Expand EITC to Close Age Gaps and Compensate for Rising Minimum Wage. The administration proposes to expand the state EITC to working individuals without children who are between the ages of 18 and 25, as well as to those over age 65. In addition, the administration proposes to increase the income level at which the credit phases out completely to $24,960 (the earnings of one person working fulltime at the 2019 minimum wage of $12 per hour) for filers with one or more dependents and to $16,800 for filers with no dependents. These changes to the EITC would be in effect for the 2018 tax year. The administration estimates that this proposal would allow 700,000 more tax filers to claim the credit each year, increasing the EITC annual cost by about $60 million.
Expansion Would Increase Amount of Credit for Some Filers. The expanded credit would leave most features of the existing credit, such as the maximum amount, unchanged. By increasing the maximum qualifying income, however, the proposal would increase the amount of the credit—by tens of dollars—for those filers with earned incomes that fall near the high end of current qualifying range. For example, a single filer with two dependents and earned income of $18,000 would receive about $30 more under the expansion.
Cost Estimate Reasonable, But Uncertain. The proposed expansion of the EITC affects four groups of people who are currently ineligible:
Filers aged 18‑24 with earned incomes of up to $16,800, who have no dependent children, and cannot be claimed as a dependent by another filer.
Filers over age 65 with earned incomes of up to $16,800 and who have no dependent children.
Filers with qualified dependent children and earned incomes between $22,300 and $24,960.
Filers with no dependent child and earned incomes between $15,000 and $16,800.
While demographic statistics suggest the administration’s cost estimates are reasonable, they are highly uncertain. The cost of the expansion will depend on various factors, including awareness of the credit, the “take-up” rate—that is, the share of eligible individuals who file a tax return claiming the credit—for each group, and filers’ income. Consequently, the actual cost of the proposed EITC expansion may be tens of millions of dollars higher or lower than $60 million.
Some Newly State Eligible Individuals Not Eligible for the Federal EITC. Those filers who would be able to claim the expanded state EITC because of the changes on age restrictions will still not be able to claim the federal EITC. Many of these individuals—those with incomes below about $14,000—are not required to file state tax returns. As a result, these newly eligible individuals may not know about the state EITC and may not file a state return.

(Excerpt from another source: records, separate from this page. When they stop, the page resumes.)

// Copyright The CoSim Authors
// SPDX-License-Identifier: Apache-2.0

//! The scheduling policy seam.
//!
//! A policy implements [`Scheduler`]: `deploy` and `backfill` drive the
//! waiting queue, while the two scoring hooks (`host_alloc_condition`,
//! `waiting_queue_reorder`) and the `accepts_host` filter parameterize the
//! shared matching logic in this module. Schedulers never mutate hosts
//! directly: [`allocation`] computes a placement proposal and hands it to
//! the engine's deploy path, which owns every resource mutation.

use std::cmp::Ordering;

use cosim_model::{Host, HostAllocation, HostId, HostState, Job, SocketConf};

use crate::error::Error;
use crate::state::SimState;

pub mod conservative;
pub mod cosched;
pub mod easy;
pub mod fifo;

pub use conservative::Conservative;
pub use cosched::bester::BesterRanks;
pub use cosched::filler::FillerRanks;
pub use cosched::jungle::JungleRanks;
pub use cosched::random::RandomRanks;
pub use cosched::rules::Rules;
pub use easy::Easy;
pub use fifo::Fifo;

/// Tunables shared by every policy, passed to the constructor.
#[derive(Debug, Clone)]
pub struct PolicyOptions {
    /// How much of the waiting queue one deploy pass considers
    /// (`None` = the whole queue).
    pub queue_depth: Option<usize>,
    /// How far past the blocked head backfilling reaches.
    pub backfill_depth: usize,
    /// Bidirectional average speedup a pair must exceed to count as a good
    /// pairing in the rank computation.
    pub ranks_threshold: f64,
}

impl Default for PolicyOptions {
    fn default() -> Self {
        Self {
            queue_depth: None,
            backfill_depth: 100,
            ranks_threshold: 1.0,
        }
    }
}

/// A two-component lexicographic host score; bigger is better.
///
/// Scalar scorers leave the second component at zero; the tuple scorers of
/// the co-scheduling variants use both.
#[derive(Debug, Clone, Copy, PartialEq)]
pub struct HostScore(pub f64, pub f64);

impl HostScore {
    /// The indifferent score.
    pub const NEUTRAL: Self = Self(1.0, 0.0);

    /// Total order over scores (NaN sorts low).
    #[must_use]
    pub fn cmp_score(&self, other: &Self) -> Ordering {
        self.0
            .total_cmp(&other.0)
            .then(self.1.total_cmp(&other.1))
    }
}

/// The capability set every scheduling policy satisfies.
pub trait Scheduler {
    /// Registered policy name.
    fn name(&self) -> &'static str;

    /// One-line description of the policy.
    fn description(&self) -> &'static str;

    /// One-time preparation before the first step (rank computation and the
    /// like). The default does nothing.
    fn setup(&mut self, _state: &mut SimState) {}

    /// Tries to move waiting jobs to the execution list. Returns whether
    /// anything was deployed.
    fn deploy(&mut self, state: &mut SimState) -> Result<bool, Error>;

    /// Whether the engine should invoke [`backfill`](Self::backfill) after
    /// a deploy pass.
    fn backfill_enabled(&self) -> bool {
        false
    }

    /// Tries to move jobs past a blocked head without delaying it. Returns
    /// whether anything was deployed.
    fn backfill(&mut self, _state: &mut SimState) -> Result<bool, Error> {
        Ok(false)
    }

    /// Ranks candidate hosts for a job; higher scores are allocated first.
    fn host_alloc_condition(&self, _state: &SimState, _host: &Host, _job: &Job) -> HostScore {
        HostScore::NEUTRAL
    }

    /// Scores a waiting job for deploy-order sorting; higher goes first.
    fn waiting_queue_reorder(&self, _state: &SimState, _job: &Job) -> f64 {
        1.0
    }

    /// Whether a host may be considered for this job at all. Pairing-rule
    /// policies veto hosts whose residents they must not share with.
    fn accepts_host(&self, _state: &SimState, _host: &Host, _job: &Job) -> bool {
        true
    }
}

/// Scans hosts in cluster order and reserves, on every host where each
/// socket can cover `shape` and the policy accepts the pairing, the first
/// `shape[i]` free cores per socket.
///
/// With `immediate` set, returns as soon as the aggregated cores cover
/// `req_cores`, possibly naming more hosts than strictly necessary;
/// otherwise all hosts are scanned. The flag is true iff the aggregated
/// cores cover the request. The reservations are proposals only; nothing
/// is taken until the engine's deploy applies them.
pub fn find_suitable_nodes(
    sched: &dyn Scheduler,
    state: &SimState,
    req_cores: u32,
    shape: &SocketConf,
    immediate: bool,
    job: &Job,
) -> (Vec<HostAllocation>, bool) {
    let cores_per_host = i64::from(shape.total());
    let mut req = i64::from(req_cores);
    let mut suitable = Vec::new();
    for host in state.cluster.hosts() {
        if host.state() == HostState::Down {
            continue;
        }
        if !sched.accepts_host(state, host, job) {
            continue;
        }
        let Some(psets) = host.preview(shape) else {
            continue;
        };
        req -= cores_per_host;
        suitable.push(HostAllocation {
            host: host.id(),
            psets,
        });
        if immediate && req <= 0 {
            return (suitable, true);
        }
    }
    (suitable, req <= 0)
}

/// Allocates the waiting job with id `job_id` under `shape`.
///
/// Matches resources, sorts candidates by the policy's host score
/// (descending, stable), takes `⌈processes / Σshape⌉` hosts, and hands the
/// proposal to the engine's deploy path. Resource shortfalls are the
/// boolean `false`, never an error.
pub fn allocation(
    sched: &dyn Scheduler,
    state: &mut SimState,
    job_id: u64,
    shape: &SocketConf,
    immediate: bool,
) -> Result<bool, Error> {
    let Some(idx) = state
        .cluster
        .waiting_queue
        .iter()
        .position(|j| j.id == job_id)
    else {
        return Ok(false);
    };
    let job = state.cluster.waiting_queue[idx].clone();

    let (candidates, ok) = find_suitable_nodes(sched, state, job.processes, shape, immediate, &job);
    if !ok {
        return Ok(false);
    }

    let mut scored: Vec<(HostScore, HostId)> = candidates
        .into_iter()
        .map(|proposal| {
            (
                sched.host_alloc_condition(state, state.cluster.host(proposal.host), &job),
                proposal.host,
            )
        })
        .collect();
    scored.sort_by(|a, b| b.0.cmp_score(&a.0));

    let needed = job.processes.div_ceil(shape.total()) as usize;
    if scored.len() < needed {
        return Ok(false);
    }
    let hosts: Vec<HostId> = scored.into_iter().take(needed).map(|(_, id)| id).collect();

    let Some(job) = state.cluster.waiting_queue.remove(idx) else {
        return Ok(false);
    };
    state.deploy_job_to_hosts(job, &hosts, shape)?;
    Ok(true)
}

/// Compact, exclusive allocation: every core of every allocated socket.
pub fn compact_allocation(
    sched: &dyn Scheduler,
    state: &mut SimState,
    job_id: u64,
    immediate: bool,
) -> Result<bool, Error> {
    let shape = state.cluster.full_socket_allocation().clone();
    allocation(sched, state, job_id, &shape, immediate)
}

/// FIFO deploy pass shared by the queueing policies: take the head, try a
/// compact allocation, stop at the first job that does not fit.
pub fn deploy_fifo(
    sched: &dyn Scheduler,
    state: &mut SimState,
    queue_depth: Option<usize>,
) -> Result<bool, Error> {
    let mut budget = queue_depth.unwrap_or(usize::MAX);
    let mut deployed = false;
    while budget > 0 {
        let Some(head) = state.cluster.waiting_queue.front() else {
            break;
        };
        let id = head.id;
        if compact_allocation(sched, state, id, true)? {
            deployed = true;
            budget -= 1;
        } else {
            break;
        }
    }
    Ok(deployed)
}

/// Estimated seconds until an executing job frees its hosts, based on its
/// wall-time bound.
pub(crate) fn wall_clock_eta(job: &Job, makespan: f64) -> f64 {
    job.wall_time + job.start_time.unwrap_or(0.0) - makespan
}

/// Builds a registered policy by name.
///
/// Unknown names are a setup-time input error.
pub fn build(name: &str, options: PolicyOptions) -> Result<Box<dyn Scheduler>, Error> {
    match name {
        "fifo" => Ok(Box::new(Fifo::new(options))),
        "easy" => Ok(Box::new(Easy::new(options))),
        "conservative" => Ok(Box::new(Conservative::new(options))),
        "ranks.random" => Ok(Box::new(RandomRanks::new(options))),
        "ranks.filler" => Ok(Box::new(FillerRanks::new(options))),
        "ranks.bester" => Ok(Box::new(BesterRanks::new(options))),
        "ranks.jungle" => Ok(Box::new(JungleRanks::new(options))),
        "rules" => Ok(Box::new(Rules::new(options))),
        other => Err(Error::UnknownScheduler {
            name: other.to_owned(),
        }),
    }
}

#[cfg(test)]
mod tests {
    use super::*;

    #[test]
    fn host_scores_order_lexicographically() {
        let high = HostScore(2.0, 0.0);
        let tie_a = HostScore(1.0, 3.0);
        let tie_b = HostScore(1.0, 1.0);
        assert_eq!(high.cmp_score(&tie_a), Ordering::Greater);
        assert_eq!(tie_a.cmp_score(&tie_b), Ordering::Greater);
        assert_eq!(tie_b.cmp_score(&tie_b), Ordering::Equal);
    }

    #[test]
    fn registry_knows_every_policy() {
        for name in [
            "fifo",
            "easy",
            "conservative",
            "ranks.random",
            "ranks.filler",
            "ranks.bester",
            "ranks.jungle",
            "rules",
        ] {
            assert!(build(name, PolicyOptions::default()).is_ok(), "{name}");
        }
        assert!(matches!(
            build("sjf", PolicyOptions::default()),
            Err(Error::UnknownScheduler { .. })
        ));
    }
}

Consider Whether Additional Outreach Is Needed. The FTB receives $900,000 annually for EITC education and outreach. FTB uses these resources to educate taxpayers and tax preparers broadly about the state EITC and free tax preparation services. As we describe in our earlier analysis, the Legislature augmented FTB’s budget in 2016‑17 and 2017‑18 by $2 million for grants to other organizations to expand awareness of the EITC. The administration is not proposing any spending on EITC education and outreach—beyond the $900,000 typically allocated to FTB—this year. Many of the individuals who would become eligible for the EITC under the administration’s proposal are not required to file state income taxes, will be ineligible for the federal EITC, and would receive relatively small credit amounts. Thus, should the Legislature approve this proposal, additional one-time spending on targeted education and outreach to those who are newly eligible because of their age may be justified.